Table 1 Pharmacokinetic parameters of Nicotine CVE (Fig. 2).

Behavioral assessments of nicotine CVE at 10-min inter-vape interval

Open field test

OFT was performed 2 h after completion of vapor exposure as we have described previously22. The mouse’s position was assessed by AnyMaze software using an overhead camera to measure the total distance traveled (m), time spent immobile (s), time spent in edge or center zone, and number of center entries.

Light/Dark box test

LDT was performed at 2 and 24 h after completion of vapor exposure as we have described previously22. Time spent on either side (s), latency to exit from the dark chamber (s), and average dark visits (s) were recorded.

Splash test

The Splash test protocol was conducted as we described previously22 2 h after the last vapor exposure using tap water. The total time spent grooming was recorded.

Sucrose preference test

The sucrose preference test was performed as we described previously22 by exposing the mice to two bottles with either tap water or 1% sucrose, in a 2-h session at 2 and 24 h after cessation of vapor exposure. Each bottle was weighed before and after testing, and sucrose preference was calculated as the % sucrose consumed relative to the total liquid intake ((sucrose consumed (g)/total liquid consumed (g)) × 100) for each session.

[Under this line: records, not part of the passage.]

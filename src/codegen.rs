//! Lower the [AST](crate::ast) to IR.
//!
//! A [CodeGen] owns everything that persists across top-level units: the
//! [Context], the [Module] and its function table. The local scope only
//! lives while one function is being generated. A unit that fails to generate
//! is rolled back, so the module never holds a half built function.

use rustc_hash::FxHashMap;
use thiserror::Error;

use crate::{
    ast::{Expr, FunctionDef, Prototype},
    common_traits::{Named, Verify},
    context::{Context, Ptr},
    function::Function,
    irbuild::builder::IRBuilder,
    location::Location,
    module::Module,
    parser::TopLevel,
    result::Result,
    semantic_err,
    value::Value,
};

#[derive(Debug, Error)]
pub enum CodegenErr {
    #[error("unknown variable name `{0}`")]
    UnknownSymbol(String),
    #[error("call to undefined function `{0}`")]
    UndefinedFunction(String),
    #[error("`{callee}` expects {expected} argument(s), but {got} were passed")]
    ArityMismatch {
        callee: String,
        expected: usize,
        got: usize,
    },
    #[error("`{name}` was declared with {expected} parameter(s), redeclared with {got}")]
    ArityConflict {
        name: String,
        expected: usize,
        got: usize,
    },
    #[error("redefinition of function `{0}`")]
    DuplicateDefinition(String),
    #[error("invalid binary operator `{0}`")]
    UnsupportedOperator(char),
}

pub struct CodeGen {
    ctx: Context,
    module: Module,
    // Function parameters visible in the body being generated.
    named_values: FxHashMap<String, Value>,
}

impl CodeGen {
    /// Create a code generator emitting into a fresh, empty module.
    pub fn new(module_name: &str) -> Self {
        Self {
            ctx: Context::new(),
            module: Module::new(module_name),
            named_values: FxHashMap::default(),
        }
    }

    pub fn context(&self) -> &Context {
        &self.ctx
    }

    pub fn module(&self) -> &Module {
        &self.module
    }

    /// Generate one parsed top-level unit.
    pub fn gen_top_level(&mut self, unit: &TopLevel) -> Result<Ptr<Function>> {
        match unit {
            TopLevel::Definition(def) | TopLevel::Expression(def) => self.gen_function(def),
            TopLevel::Extern(proto) => self.gen_prototype(proto),
        }
    }

    /// Find or declare the function described by `proto`.
    ///
    /// An existing function is reused if its arity matches, so a function may
    /// be declared any number of times, and defined after being declared.
    /// Anonymous prototypes always get a new function.
    pub fn gen_prototype(&mut self, proto: &Prototype) -> Result<Ptr<Function>> {
        if proto.is_anonymous() {
            return Ok(self.module.add_anonymous_function(&mut self.ctx));
        }

        if let Some(func) = self.module.lookup(&proto.name) {
            let expected = func.deref(&self.ctx).arity();
            if expected != proto.params.len() {
                return semantic_err!(
                    Location::Unknown,
                    CodegenErr::ArityConflict {
                        name: proto.name.clone(),
                        expected,
                        got: proto.params.len(),
                    }
                );
            }
            return Ok(func);
        }

        self.module
            .declare_function(&mut self.ctx, &proto.name, proto.params.clone())
    }

    /// Generate a function definition: its prototype, then its body.
    /// On failure, the module is left as it was before the call.
    pub fn gen_function(&mut self, def: &FunctionDef) -> Result<Ptr<Function>> {
        let proto = &def.prototype;
        self.named_values.clear();

        let previous = if proto.is_anonymous() {
            None
        } else {
            self.module.lookup(&proto.name)
        };
        let func = self.gen_prototype(proto)?;

        if !func.deref(&self.ctx).is_declaration() {
            return semantic_err!(
                Location::Unknown,
                CodegenErr::DuplicateDefinition(proto.name.clone())
            );
        }

        let old_arg_names = func.deref(&self.ctx).arg_names().to_vec();
        func.deref_mut(&self.ctx).set_arg_names(proto.params.clone());
        for (arg_idx, param) in proto.params.iter().enumerate() {
            let arg = func.deref(&self.ctx).get_argument(arg_idx);
            // A repeated parameter name refers to the last one.
            self.named_values.insert(param.clone(), arg);
        }

        let emitted = self.emit_body(func, &def.body);
        // Parameters are only in scope inside their own body.
        self.named_values.clear();
        match emitted {
            Ok(()) => {
                log::debug!(
                    "Generated function {}",
                    func.deref(&self.ctx).get_name(&self.ctx)
                );
                Ok(func)
            }
            Err(err) => {
                log::warn!(
                    "Discarding function {} that failed to generate",
                    func.deref(&self.ctx).get_name(&self.ctx)
                );
                if previous.is_some() {
                    Function::discard_body(func, &mut self.ctx);
                    func.deref_mut(&self.ctx).set_arg_names(old_arg_names);
                } else {
                    self.module.erase_function(&mut self.ctx, func)?;
                }
                Err(err)
            }
        }
    }

    // Give the declaration `func` a body that returns the value of `body`,
    // and verify it.
    fn emit_body(&mut self, func: Ptr<Function>, body: &Expr) -> Result<()> {
        let entry = Function::create_entry_block(func, &mut self.ctx);
        let builder = IRBuilder::new_at_block_end(entry);
        let ret_val = self.gen_expr(&builder, body)?;
        builder.ret(&mut self.ctx, ret_val)?;
        func.verify(&self.ctx)
    }

    /// Emit the operations computing `expr` at `builder`'s insertion point.
    pub fn gen_expr(&mut self, builder: &IRBuilder, expr: &Expr) -> Result<Value> {
        match expr {
            Expr::Number(n) => builder.fconst(&mut self.ctx, *n),
            Expr::Variable(name) => match self.named_values.get(name) {
                Some(val) => Ok(*val),
                None => semantic_err!(
                    Location::Unknown,
                    CodegenErr::UnknownSymbol(name.clone())
                ),
            },
            Expr::Binary { op, lhs, rhs } => {
                let lhs = self.gen_expr(builder, lhs)?;
                let rhs = self.gen_expr(builder, rhs)?;
                let ctx = &mut self.ctx;
                match op {
                    '+' => builder.fadd(ctx, lhs, rhs),
                    '-' => builder.fsub(ctx, lhs, rhs),
                    '*' => builder.fmul(ctx, lhs, rhs),
                    '<' => {
                        // Booleans are the numbers 0.0 and 1.0.
                        let cmp = builder.fcmp_ult(ctx, lhs, rhs)?;
                        builder.uitofp(ctx, cmp)
                    }
                    _ => semantic_err!(Location::Unknown, CodegenErr::UnsupportedOperator(*op)),
                }
            }
            Expr::Call { callee, args } => {
                let Some(func) = self.module.lookup(callee) else {
                    return semantic_err!(
                        Location::Unknown,
                        CodegenErr::UndefinedFunction(callee.clone())
                    );
                };
                let expected = func.deref(&self.ctx).arity();
                if expected != args.len() {
                    return semantic_err!(
                        Location::Unknown,
                        CodegenErr::ArityMismatch {
                            callee: callee.clone(),
                            expected,
                            got: args.len(),
                        }
                    );
                }
                let args = args
                    .iter()
                    .map(|arg| self.gen_expr(builder, arg))
                    .collect::<Result<Vec<_>>>()?;
                builder.call(&mut self.ctx, func, args)
            }
        }
    }
}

Operant conditioning using FED3

Equipment and setup

Operant conditioning was performed using the Feeding Experimentation Device 3 (FED3)27,28,29. The FED3 is a small battery-powered operant device that dispenses pellet rewards (e.g., grain-based diet or sucrose) according to experimenter-designed programs. For this set of behaviors we used sucrose pellets (Dustless Precision Pellets, 20 mg Sucrose, Bio-Serv). The FED3 contains two nose pokes for operant training, a pellet well for reward retrieval, and light and sound cues upon reward delivery. All actions were timestamped and recorded to internal storage for future analysis. To habituate mice to the FED3 and increase the speed of acquisition of FR1 behavior29 mice were given 48 h of continuous access to a FED3 in their group-housed home cage. This device was set to the Free Feeding paradigm, where the removal of a pellet from the well triggers the release of a new pellet in the absence of any delivery cues. For all operant conditioning sessions (2-h sessions, starting 2 h after completion of vapor exposure) animals were individually placed into a standard cage containing a FED3 with iso-pad bedding under red light, then returned to group housing upon completion of the session. Experimental Parameters, such as FED3 error rate, were counterbalanced between treatment groups for each experiment. Animals which failed to reach acquisition by the end of the study were excluded from all analyses (AIR, n = 1; VEH, n = 1).

Fixed ratio 1 (FR1)

To establish operant responding for sucrose pellets (Dustless Precision Pellets, 20 mg Sucrose, Bio-Serv) mice were given daily access to the FED3 under a Fixed Ratio 1 (FR1) feeding paradigm, with a pellet in the well at the start of the session. The left nose poke was set as the active operandum and correct responses were paired with brief audio and visual cues serving as conditioned reinforcers. No timeout period after pellet nose poke or pellet retrieval was used. Acquisition criterion was defined as meeting or exceeding 75% accuracy in a rolling window of 20 pokes (e.g., 15/20 pokes correct). Animals which failed to reach acquisition were excluded (AIR, n = 1; VEH, n = 1). For each session, the number of pellets obtained, number of left pokes made, number of right pokes made, % correct, latency to first pellet retrieval, average pellet retrieval time, average inter-pellet interval, and number of sessions until meeting criterion were recorded.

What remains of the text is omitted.